Kondisi perekonomian yang sedang terpuruk saat ini juga berimbas terhadap
menurunnya harga komoditas getah karet dan kelapa sawit diduga dapat berdampak
terhadap kelestarian tegakan gelam. Jumlah permintaan dan harga kayu gelam yang
relatif stabil dapat berpotensi menarik minat para para penyadap karet upahan untuk
beralih menjadi pengumpul gelam. Hasil investigasi kami di lapangan dapat mengungkap
bahwa para pencari gelam yang bermukim di wilayah Rengas Potong, tidak hanya warga
asli Desa Riding tetapi mereka pendatang dari wilayah Sirah Pulau (SP) Padang (salah satu
wilayah Kecamatan di Kabupaten OKI).
Hal yang akan menjadi faktor penentu keberlanjutan sumber pendapatan
masyarakat pengumpul gelam adalah kelestarian tegakan gelam di hutan alam.

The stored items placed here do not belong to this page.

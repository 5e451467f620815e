//! fal.ai request/response payloads.

use serde::{Deserialize, Serialize};

/// Text-to-image arguments.
#[derive(Debug, Serialize)]
pub struct TextToImageRequest {
    pub prompt: String,
    #[serde(skip_serializing_if = "Option::is_none")]
    pub image_size: Option<String>,
    #[serde(skip_serializing_if = "Option::is_none")]
    pub num_images: Option<u32>,
}

/// Image-to-image arguments; every source URL is passed to the model.
#[derive(Debug, Serialize)]
pub struct EditImageRequest {
    pub prompt: String,
    pub image_urls: Vec<String>,
}

#[derive(Debug, Deserialize)]
pub struct ImageResponse {
    #[serde(default)]
    pub images: Vec<GeneratedImage>,
}

#[derive(Debug, Deserialize)]
pub struct GeneratedImage {
    pub url: String,
}
//! Data models and structures
//!
//! Defines menus, variant renders, and generation sessions, plus runtime
//! configuration for the remote text and image services.

use crate::ai::{fal, nvidia};
use chrono::{DateTime, Utc};
use serde::{de, Deserialize, Deserializer, Serialize};
use std::sync::Arc;
use std::time::Duration;
use uuid::Uuid;

/// Visual styles rendered for a session, in variant order.
pub const VARIANT_STYLES: [&str; 3] = ["elegant", "modern", "vintage"];

pub const DEFAULT_CATEGORY: &str = "Items";

fn default_category() -> String {
    DEFAULT_CATEGORY.to_string()
}

/// Accepts `12`, `12.5`, `"12.5"` and `"$12.50"`. Anything else, including
/// an empty string or `null`, reads as 0.
fn deserialize_price<'de, D>(deserializer: D) -> std::result::Result<f64, D::Error>
where
    D: Deserializer<'de>,
{
    #[derive(Deserialize)]
    #[serde(untagged)]
    enum RawPrice {
        Number(f64),
        Text(String),
        Other(de::IgnoredAny),
    }

    Ok(match RawPrice::deserialize(deserializer)? {
        RawPrice::Number(n) => n,
        RawPrice::Text(text) => text
            .trim()
            .trim_start_matches('$')
            .trim()
            .parse()
            .unwrap_or(0.0),
        RawPrice::Other(_) => 0.0,
    })
}

#[derive(Debug, Clone, Serialize, Deserialize, PartialEq)]
#[serde(rename_all = "camelCase")]
pub struct MenuItem {
    #[serde(default = "default_category")]
    pub category: String,
    pub name: String,
    #[serde(default, deserialize_with = "deserialize_price")]
    pub price: f64,
    #[serde(default)]
    pub description: String,
    #[serde(default, skip_serializing_if = "Option::is_none")]
    pub image_url: Option<String>,
}

impl MenuItem {
    pub fn new(category: &str, name: &str, price: f64, description: &str) -> Self {
        Self {
            category: category.to_string(),
            name: name.to_string(),
            price,
            description: description.to_string(),
            image_url: None,
        }
    }

    /// True when a non-empty image URL is attached.
    pub fn has_image(&self) -> bool {
        self.image_url.as_deref().is_some_and(|url| !url.is_empty())
    }
}

#[derive(Debug, Clone, Serialize, Deserialize, PartialEq)]
#[serde(rename_all = "camelCase")]
pub struct Menu {
    pub restaurant_name: String,
    pub items: Vec<MenuItem>,
}

impl Menu {
    /// Fixed menu substituted whenever menu text generation fails.
    pub fn fallback() -> Self {
        Self {
            restaurant_name: "The Restaurant".to_string(),
            items: vec![
                MenuItem::new("Appetizers", "Soup of the Day", 6.0, "Fresh daily soup"),
                MenuItem::new(
                    "Main Course",
                    "Grilled Chicken",
                    16.0,
                    "Herb-marinated chicken breast",
                ),
                MenuItem::new("Desserts", "Cheesecake", 7.0, "Classic New York style"),
            ],
        }
    }
}

/// Image URLs of items that carry a food photo, in item order.
pub fn image_urls(items: &[MenuItem]) -> Vec<String> {
    items
        .iter()
        .filter(|item| item.has_image())
        .filter_map(|item| item.image_url.clone())
        .collect()
}

#[derive(Debug, Clone, Copy, Serialize, Deserialize, PartialEq, Eq)]
#[serde(rename_all = "lowercase")]
pub enum VariantStatus {
    Pending,
    Generating,
    Ready,
    Error,
}

impl VariantStatus {
    fn rank(self) -> u8 {
        match self {
            VariantStatus::Pending => 0,
            VariantStatus::Generating => 1,
            VariantStatus::Ready | VariantStatus::Error => 2,
        }
    }

    pub fn is_terminal(self) -> bool {
        matches!(self, VariantStatus::Ready | VariantStatus::Error)
    }

    /// Status only ever moves forward; terminal states are final.
    pub fn can_transition_to(self, next: VariantStatus) -> bool {
        !self.is_terminal() && next.rank() > self.rank()
    }
}

/// One styled rendering of a session's menu.
#[derive(Debug, Clone, Serialize, Deserialize, PartialEq)]
#[serde(rename_all = "camelCase")]
pub struct Variant {
    pub id: u8,
    pub style: String,
    pub status: VariantStatus,
    pub image_url: Option<String>,
    pub prompt: Option<String>,
    pub error: Option<String>,
    pub timestamp: DateTime<Utc>,
}

impl Variant {
    pub fn pending(id: u8, style: &str) -> Self {
        Self {
            id,
            style: style.to_string(),
            status: VariantStatus::Pending,
            image_url: None,
            prompt: None,
            error: None,
            timestamp: Utc::now(),
        }
    }

    pub fn generating(id: u8, style: &str) -> Self {
        Self {
            status: VariantStatus::Generating,
            ..Self::pending(id, style)
        }
    }

    pub fn ready(id: u8, style: &str, image_url: String, prompt: String) -> Self {
        Self {
            status: VariantStatus::Ready,
            image_url: Some(image_url),
            prompt: Some(prompt),
            ..Self::pending(id, style)
        }
    }

    pub fn failed(id: u8, style: &str, prompt: Option<String>, error: String) -> Self {
        Self {
            status: VariantStatus::Error,
            prompt,
            error: Some(error),
            ..Self::pending(id, style)
        }
    }
}

/// Server-side record tying one generation request to its three variants.
#[derive(Debug, Clone)]
pub struct Session {
    pub session_id: Uuid,
    pub user_prompt: String,
    pub menu: Arc<Menu>,
    pub created_at: DateTime<Utc>,
    pub variants: [Variant; 3],
}

impl Session {
    /// New session with variant 1 generating and the others pending.
    pub fn new(user_prompt: &str, menu: Arc<Menu>) -> Self {
        Self {
            session_id: Uuid::new_v4(),
            user_prompt: user_prompt.to_string(),
            menu,
            created_at: Utc::now(),
            variants: [
                Variant::generating(1, VARIANT_STYLES[0]),
                Variant::pending(2, VARIANT_STYLES[1]),
                Variant::pending(3, VARIANT_STYLES[2]),
            ],
        }
    }

    pub fn variant(&self, id: u8) -> Option<&Variant> {
        self.variants.iter().find(|v| v.id == id)
    }

    pub fn all_ready(&self) -> bool {
        self.variants
            .iter()
            .all(|v| v.status == VariantStatus::Ready)
    }
}

// Configuration
#[derive(Debug, Clone)]
pub struct Config {
    pub nvidia_api_key: String,
    pub nvidia_base_url: String,
    pub menu_model: String,
    pub fal_key: String,
    pub fal_base_url: String,
    pub food_image_model: String,
    pub menu_image_model: String,
    pub menu_edit_model: String,
    pub retry_delay: Duration,
}

impl Config {
    pub fn from_env() -> crate::Result<Self> {
        dotenvy::dotenv().ok();
        Self::from_lookup(|key| std::env::var(key).ok())
    }

    fn from_lookup<F>(lookup: F) -> crate::Result<Self>
    where
        F: Fn(&str) -> Option<String>,
    {
        let required = |key: &str| {
            lookup(key)
                .filter(|value| !value.trim().is_empty())
                .ok_or_else(|| crate::Error::Config(format!("{} not set", key)))
        };
        let or_default = |key: &str, default: &str| lookup(key).unwrap_or_else(|| default.to_string());

        let retry_delay_ms = match lookup("MENU_RETRY_DELAY_MS") {
            Some(raw) => raw.parse::<u64>().map_err(|_| {
                crate::Error::Config(format!("MENU_RETRY_DELAY_MS is not a number: {}", raw))
            })?,
            None => 2000,
        };

        Ok(Self {
            nvidia_api_key: required("NVIDIA_API_KEY")?,
            nvidia_base_url: or_default("NVIDIA_BASE_URL", nvidia::client::DEFAULT_BASE_URL),
            menu_model: or_default("MENU_MODEL", "nvidia/llama-3.3-nemotron-super-49b-v1.5"),
            fal_key: required("FAL_KEY")?,
            fal_base_url: or_default("FAL_BASE_URL", fal::client::DEFAULT_BASE_URL),
            food_image_model: or_default("FOOD_IMAGE_MODEL", "fal-ai/beta-image-232"),
            menu_image_model: or_default(
                "MENU_IMAGE_MODEL",
                "fal-ai/alpha-image-232/text-to-image",
            ),
            menu_edit_model: or_default("MENU_EDIT_MODEL", "fal-ai/alpha-image-232/edit-image"),
            retry_delay: Duration::from_millis(retry_delay_ms),
        })
    }
}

Jika hanya
mengandalkan tegakan alam tanpa adanya upaya budidaya dan pengaturan ekstraksi
maka berpotensi menghadapi kehilangan pendapatan dari gelam. Untuk itu, eksplotasi
gelam oleh masyarakat ini juga perlu diatur agar mampu menjamin kelestarian
pendapatan mereka. Selain itu, eksploitasi kayu gelam dari dalam kawasan Suaka
Margasatwa Sugihan perlu dihentikan untuk menjaga habitat satwa di dalamnya dan
meminimalkan potensi kebakaran hutan rawa gambut di dalam kawasan SM (Suaka
Margasatwa) tersebut.
Seperti telah disinggung di muka, meskipun wilayah Desa Riding sangat luas,
namun sebagian besar arealnya berupa Kawasan Hutan. Areal yang dikelola secara
intensif oleh masyarakat dan telah dibebani Hak Milik tidak lebih dari 13.000 ha. Areal
tersebut umumnya digunakan sebagai tanah sawah/pertanian (383 ha), pekarangan (22
ha), tegalan (10.465 ha) dan perkebunan (1.537 ha). Selebihnya, sekitar 80% areal Desa
Riding adalah berupa kawasan Hutan Produksi (HP), Hutan Konservasi (HK), dan Areal
Penggunaan Lain (APL). Kawasan HP tersebut saat ini telah menjadi areal konsesi IUPHHK-
HTI PT. Bumi Mekar Hijau (PT. BMH), Sinar Mas Group. Adapun, HK merupakan bagian
dari kawasan Suaka Margasatwa Padang Sugihan.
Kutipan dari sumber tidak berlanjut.